Stored data
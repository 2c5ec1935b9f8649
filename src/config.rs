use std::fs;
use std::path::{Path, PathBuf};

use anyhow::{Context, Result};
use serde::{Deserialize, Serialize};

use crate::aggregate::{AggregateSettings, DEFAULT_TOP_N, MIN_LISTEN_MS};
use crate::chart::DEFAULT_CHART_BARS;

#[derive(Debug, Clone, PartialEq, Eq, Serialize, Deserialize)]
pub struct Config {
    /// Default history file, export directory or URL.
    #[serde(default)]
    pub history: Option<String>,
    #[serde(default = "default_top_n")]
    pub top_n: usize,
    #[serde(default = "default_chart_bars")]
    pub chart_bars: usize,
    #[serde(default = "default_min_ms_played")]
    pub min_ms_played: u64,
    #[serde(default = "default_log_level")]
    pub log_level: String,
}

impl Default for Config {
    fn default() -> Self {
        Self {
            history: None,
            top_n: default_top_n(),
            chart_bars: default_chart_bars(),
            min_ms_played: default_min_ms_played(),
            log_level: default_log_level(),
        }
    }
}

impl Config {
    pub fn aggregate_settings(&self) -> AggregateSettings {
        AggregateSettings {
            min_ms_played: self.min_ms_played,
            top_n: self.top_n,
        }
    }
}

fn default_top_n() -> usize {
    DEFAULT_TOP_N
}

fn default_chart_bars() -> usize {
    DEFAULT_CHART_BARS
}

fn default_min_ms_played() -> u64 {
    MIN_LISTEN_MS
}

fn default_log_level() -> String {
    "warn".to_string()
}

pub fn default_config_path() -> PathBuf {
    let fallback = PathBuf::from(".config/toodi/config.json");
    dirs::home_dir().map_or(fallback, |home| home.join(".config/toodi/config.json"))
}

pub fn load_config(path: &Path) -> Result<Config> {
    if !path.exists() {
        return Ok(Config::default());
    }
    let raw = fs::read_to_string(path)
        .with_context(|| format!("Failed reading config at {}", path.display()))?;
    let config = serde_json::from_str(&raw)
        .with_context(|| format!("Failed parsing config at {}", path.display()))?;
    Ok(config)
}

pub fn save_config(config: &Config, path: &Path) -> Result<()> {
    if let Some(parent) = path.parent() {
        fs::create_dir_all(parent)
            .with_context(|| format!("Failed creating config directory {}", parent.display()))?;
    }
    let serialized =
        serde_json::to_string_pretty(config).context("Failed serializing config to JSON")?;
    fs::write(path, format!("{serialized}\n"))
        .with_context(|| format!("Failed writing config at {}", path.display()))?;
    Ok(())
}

◆ **What the exercise asks**
The records above need copying again. Keep each word as it is.

◆ **Reply**
repository 2c5ec1935b9f8649
filename src/config.rs
use std::fs;
use std::path::{Path, PathBuf};

use anyhow::{Context, Result};
use serde::{Deserialize, Serialize};

use crate::aggregate::{AggregateSettings, DEFAULT_TOP_N, MIN_LISTEN_MS};
use crate::chart::DEFAULT_CHART_BARS;

#[derive(Debug, Clone, PartialEq, Eq, Serialize, Deserialize)]
pub struct Config {
    /// Default history file, export directory or URL.
    #[serde(default)]
    pub history: Option<String>,
    #[serde(default = "default_top_n")]
    pub top_n: usize,
    #[serde(default = "default_chart_bars")]
    pub chart_bars: usize,
    #[serde(default = "default_min_ms_played")]
    pub min_ms_played: u64,
    #[serde(default = "default_log_level")]
    pub log_level: String,
}

impl Default for Config {
    fn default() -> Self {
        Self {
            history: None,
            top_n: default_top_n(),
            chart_bars: default_chart_bars(),
            min_ms_played: default_min_ms_played(),
            log_level: default_log_level(),
        }
    }
}

impl Config {
    pub fn aggregate_settings(&self) -> AggregateSettings {
        AggregateSettings {
            min_ms_played: self.min_ms_played,
            top_n: self.top_n,
        }
    }
}

fn default_top_n() -> usize {
    DEFAULT_TOP_N
}

fn default_chart_bars() -> usize {
    DEFAULT_CHART_BARS
}

fn default_min_ms_played() -> u64 {
    MIN_LISTEN_MS
}

fn default_log_level() -> String {
    "warn".to_string()
}

pub fn default_config_path() -> PathBuf {
    let fallback = PathBuf::from(".config/toodi/config.json");
    dirs::home_dir().map_or(fallback, |home| home.join(".config/toodi/config.json"))
}

pub fn load_config(path: &Path) -> Result<Config> {
    if !path.exists() {
        return Ok(Config::default());
    }
    let raw = fs::read_to_string(path)
        .with_context(|| format!("Failed reading config at {}", path.display()))?;
    let config = serde_json::from_str(&raw)
        .with_context(|| format!("Failed parsing config at {}", path.display()))?;
    Ok(config)
}

pub fn save_config(config: &Config, path: &Path) -> Result<()> {
    if let Some(parent) = path.parent() {
        fs::create_dir_all(parent)
            .with_context(|| format!("Failed creating config directory {}", parent.display()))?;
    }
    let serialized =
        serde_json::to_string_pretty(config).context("Failed serializing config to JSON")?;
    fs::write(path, format!("{serialized}\n"))
        .with_context(|| format!("Failed writing config at {}", path.display()))?;
    Ok(())
}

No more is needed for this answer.